The processes involved in treating water for drinking purposes to provide a safe source of water supply may be solids separation using physical processes such as settling and filtration, and chemical processes such as disinfection and coagulation.

Water purification is the removal of contaminants from untreated water to produce drinking water that is pure enough for the most critical of its intended uses, usually for human consumption. Substances that are removed during the process of drinking water treatment include suspended solids, bacteria, algae, viruses, fungi, minerals such as iron, manganese and sulfur, and other chemical pollutants such as fertilisers.

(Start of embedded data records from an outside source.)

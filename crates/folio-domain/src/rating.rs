//! Rating models

/// Strategy for collapsing raw star ratings into one weighted rating.
///
/// The production pipeline considers review counts, backtracks associations
/// between reviewers and authors to identify shills, examines order history
/// for verified purchases, and blends with a root-mean-square pass. None of
/// that lives in this crate; real implementations plug in behind this trait.
pub trait RatingModel {
    /// The weighted rating, or `None` when no ratings have been left.
    fn weighted_rating(&self, ratings: &[u8]) -> Option<f64>;
}

/// Default model: the arithmetic mean of the raw ratings.
///
/// Rating values are assumed pre-validated (1-5); no range check happens
/// here.
#[derive(Clone, Copy, Debug, Default)]
pub struct MeanRating;

impl RatingModel for MeanRating {
    fn weighted_rating(&self, ratings: &[u8]) -> Option<f64> {
        if ratings.is_empty() {
            return None;
        }
        let sum: u32 = ratings.iter().map(|&r| u32::from(r)).sum();
        Some(f64::from(sum) / ratings.len() as f64)
    }
}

Measures taken to ensure water quality not only relate to the treatment of the water, but to its conveyance and distribution after treatment as well. It is, therefore, common practice to have residual disinfectants in the treated water in order to kill any bacteriological contamination during distribution.

World Health Organisation (WHO) guidelines are generally followed throughout the world for drinking water quality requirements. In addition to the WHO guidelines, each country or territory or water supply body can have their own guidelines in order for consumers to have access to safe drinking water.